→ WHAT YOU ARE ASKED TO DO
Report only how many lines of the entries below contain the string "first".

→ RECORDS PROVIDED

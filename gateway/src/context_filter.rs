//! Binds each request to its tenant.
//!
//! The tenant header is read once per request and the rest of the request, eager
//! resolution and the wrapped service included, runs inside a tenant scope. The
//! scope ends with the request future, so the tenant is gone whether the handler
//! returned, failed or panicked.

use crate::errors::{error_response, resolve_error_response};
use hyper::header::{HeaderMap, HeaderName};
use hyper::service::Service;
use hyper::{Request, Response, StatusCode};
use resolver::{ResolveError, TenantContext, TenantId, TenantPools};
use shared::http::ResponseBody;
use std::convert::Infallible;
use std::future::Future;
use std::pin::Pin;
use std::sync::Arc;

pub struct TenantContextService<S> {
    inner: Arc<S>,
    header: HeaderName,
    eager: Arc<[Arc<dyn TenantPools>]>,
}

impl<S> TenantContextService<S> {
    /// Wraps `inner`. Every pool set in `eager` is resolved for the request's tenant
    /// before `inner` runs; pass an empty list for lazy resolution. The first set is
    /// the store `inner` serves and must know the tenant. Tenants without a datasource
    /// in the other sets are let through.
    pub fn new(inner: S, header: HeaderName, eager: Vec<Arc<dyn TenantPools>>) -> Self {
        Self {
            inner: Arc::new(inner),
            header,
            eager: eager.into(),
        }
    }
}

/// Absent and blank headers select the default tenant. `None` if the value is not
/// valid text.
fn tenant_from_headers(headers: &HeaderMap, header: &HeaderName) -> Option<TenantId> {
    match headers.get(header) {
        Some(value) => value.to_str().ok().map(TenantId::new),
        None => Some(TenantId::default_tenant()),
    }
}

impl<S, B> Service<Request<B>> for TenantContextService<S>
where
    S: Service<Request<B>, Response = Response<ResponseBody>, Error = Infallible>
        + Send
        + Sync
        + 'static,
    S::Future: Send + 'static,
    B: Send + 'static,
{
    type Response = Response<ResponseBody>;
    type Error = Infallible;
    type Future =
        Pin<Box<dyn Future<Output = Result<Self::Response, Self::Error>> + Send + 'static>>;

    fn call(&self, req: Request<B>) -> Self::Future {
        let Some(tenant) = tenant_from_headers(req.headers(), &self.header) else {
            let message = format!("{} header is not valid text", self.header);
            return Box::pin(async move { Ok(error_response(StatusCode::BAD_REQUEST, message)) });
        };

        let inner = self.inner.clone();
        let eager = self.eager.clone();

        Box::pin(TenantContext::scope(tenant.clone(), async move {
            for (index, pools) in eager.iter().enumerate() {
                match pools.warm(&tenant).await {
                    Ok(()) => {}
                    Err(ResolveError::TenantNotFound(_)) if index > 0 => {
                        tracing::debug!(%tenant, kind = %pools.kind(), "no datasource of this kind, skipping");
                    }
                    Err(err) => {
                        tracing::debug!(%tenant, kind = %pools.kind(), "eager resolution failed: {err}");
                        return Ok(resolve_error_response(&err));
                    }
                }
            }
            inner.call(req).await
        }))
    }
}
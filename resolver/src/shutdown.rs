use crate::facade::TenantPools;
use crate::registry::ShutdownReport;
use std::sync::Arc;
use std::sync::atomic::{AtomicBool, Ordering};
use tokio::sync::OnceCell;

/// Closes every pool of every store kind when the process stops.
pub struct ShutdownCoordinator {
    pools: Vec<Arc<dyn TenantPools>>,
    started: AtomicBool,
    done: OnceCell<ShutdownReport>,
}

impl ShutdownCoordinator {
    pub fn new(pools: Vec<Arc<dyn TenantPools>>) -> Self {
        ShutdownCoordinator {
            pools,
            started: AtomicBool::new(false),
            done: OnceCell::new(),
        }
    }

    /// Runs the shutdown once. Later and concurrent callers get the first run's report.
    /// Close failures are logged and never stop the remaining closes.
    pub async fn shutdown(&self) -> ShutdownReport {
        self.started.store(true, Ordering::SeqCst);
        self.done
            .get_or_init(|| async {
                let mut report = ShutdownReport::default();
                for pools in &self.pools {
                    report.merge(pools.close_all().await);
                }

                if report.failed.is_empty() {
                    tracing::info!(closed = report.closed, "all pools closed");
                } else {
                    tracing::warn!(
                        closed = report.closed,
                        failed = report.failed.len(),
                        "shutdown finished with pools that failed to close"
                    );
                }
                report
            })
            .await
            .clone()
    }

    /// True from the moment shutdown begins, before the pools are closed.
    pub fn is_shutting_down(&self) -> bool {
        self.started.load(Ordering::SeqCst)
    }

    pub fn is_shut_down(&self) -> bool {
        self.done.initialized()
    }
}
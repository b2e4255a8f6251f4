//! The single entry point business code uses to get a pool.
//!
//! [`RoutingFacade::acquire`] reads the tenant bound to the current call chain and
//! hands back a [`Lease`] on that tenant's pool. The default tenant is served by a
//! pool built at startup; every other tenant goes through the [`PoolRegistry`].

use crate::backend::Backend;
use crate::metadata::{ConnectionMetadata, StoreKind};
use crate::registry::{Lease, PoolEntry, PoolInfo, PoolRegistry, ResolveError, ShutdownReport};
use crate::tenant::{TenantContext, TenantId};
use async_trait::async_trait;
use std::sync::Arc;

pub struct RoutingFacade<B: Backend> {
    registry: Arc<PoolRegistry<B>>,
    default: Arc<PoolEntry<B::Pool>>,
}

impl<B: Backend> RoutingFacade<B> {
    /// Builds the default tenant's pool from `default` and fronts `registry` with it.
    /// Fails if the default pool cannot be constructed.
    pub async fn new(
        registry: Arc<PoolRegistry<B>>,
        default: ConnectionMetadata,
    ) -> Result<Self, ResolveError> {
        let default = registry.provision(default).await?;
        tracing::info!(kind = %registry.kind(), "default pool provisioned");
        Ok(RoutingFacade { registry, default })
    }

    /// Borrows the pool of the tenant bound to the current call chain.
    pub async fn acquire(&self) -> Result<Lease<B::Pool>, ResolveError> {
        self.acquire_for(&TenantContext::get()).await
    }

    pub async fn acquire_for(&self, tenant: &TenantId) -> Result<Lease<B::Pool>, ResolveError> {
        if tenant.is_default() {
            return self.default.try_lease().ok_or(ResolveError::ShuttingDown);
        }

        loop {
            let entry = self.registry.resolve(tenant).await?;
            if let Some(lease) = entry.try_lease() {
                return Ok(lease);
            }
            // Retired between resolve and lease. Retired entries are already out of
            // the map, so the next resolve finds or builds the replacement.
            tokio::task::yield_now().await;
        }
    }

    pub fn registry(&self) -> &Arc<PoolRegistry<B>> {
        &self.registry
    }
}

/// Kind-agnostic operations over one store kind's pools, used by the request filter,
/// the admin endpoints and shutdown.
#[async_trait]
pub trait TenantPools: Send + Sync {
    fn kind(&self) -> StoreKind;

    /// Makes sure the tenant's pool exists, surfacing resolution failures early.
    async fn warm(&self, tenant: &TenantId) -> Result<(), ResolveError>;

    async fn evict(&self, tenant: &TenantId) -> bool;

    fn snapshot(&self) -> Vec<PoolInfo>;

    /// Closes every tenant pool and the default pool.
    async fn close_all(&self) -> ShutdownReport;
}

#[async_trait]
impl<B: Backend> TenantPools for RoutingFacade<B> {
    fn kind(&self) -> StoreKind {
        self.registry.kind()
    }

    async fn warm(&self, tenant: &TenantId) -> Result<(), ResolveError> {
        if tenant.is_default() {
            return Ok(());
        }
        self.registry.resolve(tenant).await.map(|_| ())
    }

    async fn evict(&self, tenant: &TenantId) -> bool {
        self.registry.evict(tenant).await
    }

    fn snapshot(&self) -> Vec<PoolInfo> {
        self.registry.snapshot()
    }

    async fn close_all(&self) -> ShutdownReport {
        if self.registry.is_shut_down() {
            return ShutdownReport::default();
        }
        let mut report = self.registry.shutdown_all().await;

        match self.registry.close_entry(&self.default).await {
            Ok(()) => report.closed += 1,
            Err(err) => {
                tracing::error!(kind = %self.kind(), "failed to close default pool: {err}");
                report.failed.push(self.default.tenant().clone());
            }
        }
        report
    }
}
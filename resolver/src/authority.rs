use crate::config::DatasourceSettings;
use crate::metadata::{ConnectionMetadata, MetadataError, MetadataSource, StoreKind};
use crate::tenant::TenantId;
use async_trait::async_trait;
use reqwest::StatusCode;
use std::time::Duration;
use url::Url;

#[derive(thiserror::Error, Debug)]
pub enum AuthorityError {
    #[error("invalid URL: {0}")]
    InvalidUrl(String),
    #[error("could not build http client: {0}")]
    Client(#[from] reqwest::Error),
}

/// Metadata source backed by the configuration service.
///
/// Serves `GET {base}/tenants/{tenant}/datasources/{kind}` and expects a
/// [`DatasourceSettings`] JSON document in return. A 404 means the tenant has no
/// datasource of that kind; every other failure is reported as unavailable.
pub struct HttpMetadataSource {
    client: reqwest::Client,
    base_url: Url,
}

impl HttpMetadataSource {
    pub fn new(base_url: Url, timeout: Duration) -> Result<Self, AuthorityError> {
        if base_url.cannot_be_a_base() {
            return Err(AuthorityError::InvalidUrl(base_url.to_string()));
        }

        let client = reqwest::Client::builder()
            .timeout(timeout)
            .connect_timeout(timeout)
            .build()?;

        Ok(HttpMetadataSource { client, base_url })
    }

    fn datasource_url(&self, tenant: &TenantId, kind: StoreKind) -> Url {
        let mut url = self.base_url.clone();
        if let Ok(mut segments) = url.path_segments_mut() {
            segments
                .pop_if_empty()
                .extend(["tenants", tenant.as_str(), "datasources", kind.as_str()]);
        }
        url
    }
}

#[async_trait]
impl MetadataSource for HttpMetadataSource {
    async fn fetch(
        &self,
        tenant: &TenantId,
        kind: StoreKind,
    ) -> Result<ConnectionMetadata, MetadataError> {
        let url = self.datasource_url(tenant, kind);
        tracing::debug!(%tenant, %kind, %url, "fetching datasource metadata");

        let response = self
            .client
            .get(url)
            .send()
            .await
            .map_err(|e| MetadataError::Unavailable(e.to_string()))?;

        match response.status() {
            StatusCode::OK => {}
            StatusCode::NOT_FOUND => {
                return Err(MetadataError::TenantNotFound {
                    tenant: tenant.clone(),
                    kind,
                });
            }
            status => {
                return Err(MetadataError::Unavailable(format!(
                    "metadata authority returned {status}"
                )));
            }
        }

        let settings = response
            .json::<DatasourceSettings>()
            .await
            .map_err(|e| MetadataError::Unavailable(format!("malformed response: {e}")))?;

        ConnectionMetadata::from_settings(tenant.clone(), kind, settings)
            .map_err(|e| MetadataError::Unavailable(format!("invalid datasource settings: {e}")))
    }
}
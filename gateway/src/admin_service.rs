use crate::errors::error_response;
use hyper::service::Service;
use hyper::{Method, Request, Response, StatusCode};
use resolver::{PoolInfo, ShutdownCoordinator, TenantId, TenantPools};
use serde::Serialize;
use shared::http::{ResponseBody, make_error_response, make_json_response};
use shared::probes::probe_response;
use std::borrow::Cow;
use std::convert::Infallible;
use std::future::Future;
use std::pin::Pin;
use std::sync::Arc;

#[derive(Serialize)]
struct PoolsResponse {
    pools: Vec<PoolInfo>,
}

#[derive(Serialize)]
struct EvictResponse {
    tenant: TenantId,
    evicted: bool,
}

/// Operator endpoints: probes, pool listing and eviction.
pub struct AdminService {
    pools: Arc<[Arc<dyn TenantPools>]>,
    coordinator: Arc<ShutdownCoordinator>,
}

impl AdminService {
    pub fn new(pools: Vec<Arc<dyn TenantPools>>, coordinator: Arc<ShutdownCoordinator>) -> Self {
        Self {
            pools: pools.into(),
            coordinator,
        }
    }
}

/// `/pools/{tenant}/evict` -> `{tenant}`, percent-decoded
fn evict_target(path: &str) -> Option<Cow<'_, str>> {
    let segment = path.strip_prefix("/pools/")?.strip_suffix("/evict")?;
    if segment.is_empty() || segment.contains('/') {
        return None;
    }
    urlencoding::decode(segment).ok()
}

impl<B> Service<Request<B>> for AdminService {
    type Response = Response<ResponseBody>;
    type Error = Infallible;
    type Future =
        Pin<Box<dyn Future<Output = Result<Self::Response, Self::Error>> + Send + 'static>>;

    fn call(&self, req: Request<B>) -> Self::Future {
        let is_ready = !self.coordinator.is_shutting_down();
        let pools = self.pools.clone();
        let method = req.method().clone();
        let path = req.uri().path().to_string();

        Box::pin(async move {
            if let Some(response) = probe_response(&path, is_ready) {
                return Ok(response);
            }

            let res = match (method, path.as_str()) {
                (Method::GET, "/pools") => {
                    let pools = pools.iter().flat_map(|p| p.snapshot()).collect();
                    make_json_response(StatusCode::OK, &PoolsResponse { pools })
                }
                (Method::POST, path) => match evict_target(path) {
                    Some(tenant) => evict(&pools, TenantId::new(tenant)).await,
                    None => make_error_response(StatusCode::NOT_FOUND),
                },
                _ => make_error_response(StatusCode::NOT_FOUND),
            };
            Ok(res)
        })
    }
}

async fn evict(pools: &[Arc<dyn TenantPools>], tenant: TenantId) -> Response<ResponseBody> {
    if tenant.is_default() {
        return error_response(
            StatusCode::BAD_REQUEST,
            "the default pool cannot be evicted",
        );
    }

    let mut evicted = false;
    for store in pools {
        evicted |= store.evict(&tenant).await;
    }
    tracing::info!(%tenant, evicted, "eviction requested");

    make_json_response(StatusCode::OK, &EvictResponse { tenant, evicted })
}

→ FINISHED TASK
2